Smetana, Bedrich / Leos Janacek
Streichquartett Nr. 1 e-Moll / Streichquartett Nr. 2
Was an dieser Platte von Beginn an begeistert, sind die Interpreten. Das Hába Quartett musiziert die beiden Meisterwerke mit einer solchen Innigkeit und Leidenschaft, mit einer derartigen Frische und Besessenheit, als ginge es um eigene Herzensergießungen und Lebensläufe. Freilich: Diese klingenden Autobiografien bieten ihnen ideale Spielräume. Der Böhme und der Mähre, das Leben und die Liebe, Nostalgie und Träumerei vieles schwingt in und zwischen diesen Quartetten mit und tritt in der Musik zutage: die Absicht, persönliche Bekenntnisse einfließen zu lassen und zu übermitteln; der kreative Umgang mit der Gattung, die Liebe zur Folklore, eine poetische Bildhaftigkeit.
Ein halbes Jahrhundert trennt die Werke voneinander. Bedrich Smetanas 1. Streichquartett Aus meinem Leben (1876) trug, obwohl zunächst als unspielbar geltend, zur Berühmtheit des Komponisten bei wie Die verkaufte Braut auf der Opernbühne oder Mein Vaterland im Konzertsaal. Eine Musik, getrieben von jugendlichem Überschwang und hoffnungsvollem Elan, reich an lyrischen Szenen, mit einer schwungvollen Polka als zweitem und einem schwärmerischen Liebesgesang als drittem Satz und einem dramatischen Finale, in dessen Lebensstürme und Glücksmomente das hohe e’ der Violine verstörend eindringt als Symbol für Smetanas Ertaubung und Übergang zu den resignierenden Schlusstakten.
Kommt da ein ganzes Lebensschicksal in klassischer Form und Vollendung zum Vorschein, so thematisiert das 2. Streichquartett (1928) von Leos Janácek allein die Beziehung zu Kamila Stösslová, seiner “Kamila-Muse”. Diese Intimen Briefe offenbaren aber eher konfliktreiche Empfindungen und eine ewige Sehnsucht nach Erfüllung was die Realität dem Komponisten nicht gewähren wollte, schlägt sich in seinen Tönen nieder. Auch dieses Stück besitzt vier Sätze; keiner jedoch hält das Grundtempo oder die Taktart durch. Knappe Motive, ungestüme Gesten und Sprachmelos auf engstem Raum, monologische Partien und dialogische Verdichtungen, szenische Momente und filmartige Schnitte lassen eine anhaltende Unrast und Zerrissenheit erkennen.

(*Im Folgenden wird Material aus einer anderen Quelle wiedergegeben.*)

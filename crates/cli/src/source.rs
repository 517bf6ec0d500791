//! Acquisition of OpenAPI documents from local files or HTTP(S) URLs.

use std::fmt;
use std::path::{Path, PathBuf};
use std::time::Duration;

use thiserror::Error;
use tracing::debug;
use url::Url;

/// Upper bound for a remote fetch, connection included.
pub const FETCH_TIMEOUT: Duration = Duration::from_secs(30);

#[derive(Debug, Error)]
pub enum SourceError {
    #[error("OpenAPI document not found: {}", path.display())]
    NotFound { path: PathBuf },
    #[error("Failed to read {}: {source}", path.display())]
    Io {
        path: PathBuf,
        #[source]
        source: std::io::Error,
    },
    #[error("Timed out after {}s fetching {url}", timeout.as_secs())]
    Timeout { url: Url, timeout: Duration },
    #[error("Fetching {url} failed with HTTP {status}")]
    Http {
        url: Url,
        status: reqwest::StatusCode,
    },
    #[error("Request to {url} failed: {source}")]
    Request {
        url: Url,
        #[source]
        source: reqwest::Error,
    },
    #[error("OpenAPI document from {origin} is empty")]
    EmptyPayload { origin: String },
}

/// Where an OpenAPI document comes from.
#[derive(Debug, Clone, PartialEq, Eq)]
pub enum SpecSource {
    File(PathBuf),
    Url(Url),
}

impl SpecSource {
    /// Interpret a command-line argument. Only `http` and `https` URLs are
    /// fetched; anything else is treated as a path.
    pub fn parse(raw: &str) -> Self {
        match Url::parse(raw) {
            Ok(url) if matches!(url.scheme(), "http" | "https") => Self::Url(url),
            _ => Self::File(PathBuf::from(raw)),
        }
    }

    /// Materialize the document text.
    pub async fn acquire(&self) -> Result<String, SourceError> {
        let text = match self {
            Self::File(path) => read_file(path)?,
            Self::Url(url) => fetch(url, FETCH_TIMEOUT).await?,
        };
        if text.trim().is_empty() {
            return Err(SourceError::EmptyPayload {
                origin: self.to_string(),
            });
        }
        Ok(text)
    }
}

impl fmt::Display for SpecSource {
    fn fmt(&self, f: &mut fmt::Formatter<'_>) -> fmt::Result {
        match self {
            Self::File(path) => write!(f, "{}", path.display()),
            Self::Url(url) => write!(f, "{url}"),
        }
    }
}

fn read_file(path: &Path) -> Result<String, SourceError> {
    debug!(path = %path.display(), "Reading OpenAPI document.");
    std::fs::read_to_string(path).map_err(|source| {
        if source.kind() == std::io::ErrorKind::NotFound {
            SourceError::NotFound {
                path: path.to_path_buf(),
            }
        } else {
            SourceError::Io {
                path: path.to_path_buf(),
                source,
            }
        }
    })
}

async fn fetch(url: &Url, timeout: Duration) -> Result<String, SourceError> {
    let request_error = |source: reqwest::Error| {
        if source.is_timeout() {
            SourceError::Timeout {
                url: url.clone(),
                timeout,
            }
        } else {
            SourceError::Request {
                url: url.clone(),
                source,
            }
        }
    };

    let client = reqwest::Client::builder()
        .timeout(timeout)
        .build()
        .map_err(request_error)?;

    debug!(%url, "Fetching OpenAPI document.");
    let response = client
        .get(url.clone())
        .send()
        .await
        .map_err(request_error)?;

    let status = response.status();
    if !status.is_success() {
        return Err(SourceError::Http {
            url: url.clone(),
            status,
        });
    }

    response.text().await.map_err(request_error)
}
fn main() {
    let args: Vec<String> = std::env::args().collect();
    std::process::exit(toolforge_cli::run_cli(args));
}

Aufruhr wechselt mit Zärtlichkeit, Ekstasen münden in ätherische Klangräume, Dissonanzen schärfen den Schmerz und tragen zur Modernität der Musik bei. Konfliktreich und obsessiv scheint diese Zweisamkeit, von der die Briefe künden und die sie beschwören wollen.
So tut sich den Interpreten bei Smetana wie bei Janácek ein Kosmos existenzieller Gefühle, musikalischer Ausdrucksbereiche und spieltechnischer Finessen auf. Und das Hába Quartett, dessen Wurzeln 1946 in Prag lagen und das heute von Frankurt am Main aus die Konzersäle der Welt bereist, schreitet ihn in dieser brillanten Neuaufnahme souverän und atemberaubend aus. Das Spiel von Sha Katsouris, Hovhannes Mokatsian, Peter Zelienka und Arnold Ilg besticht durch klare Konturen, sensible Färbungen und ein untrügliches Gespür für die Eigenarten und Reichtümer dieser klein besetzten und groß ambitionierten Tondichtungen. Mitreißend!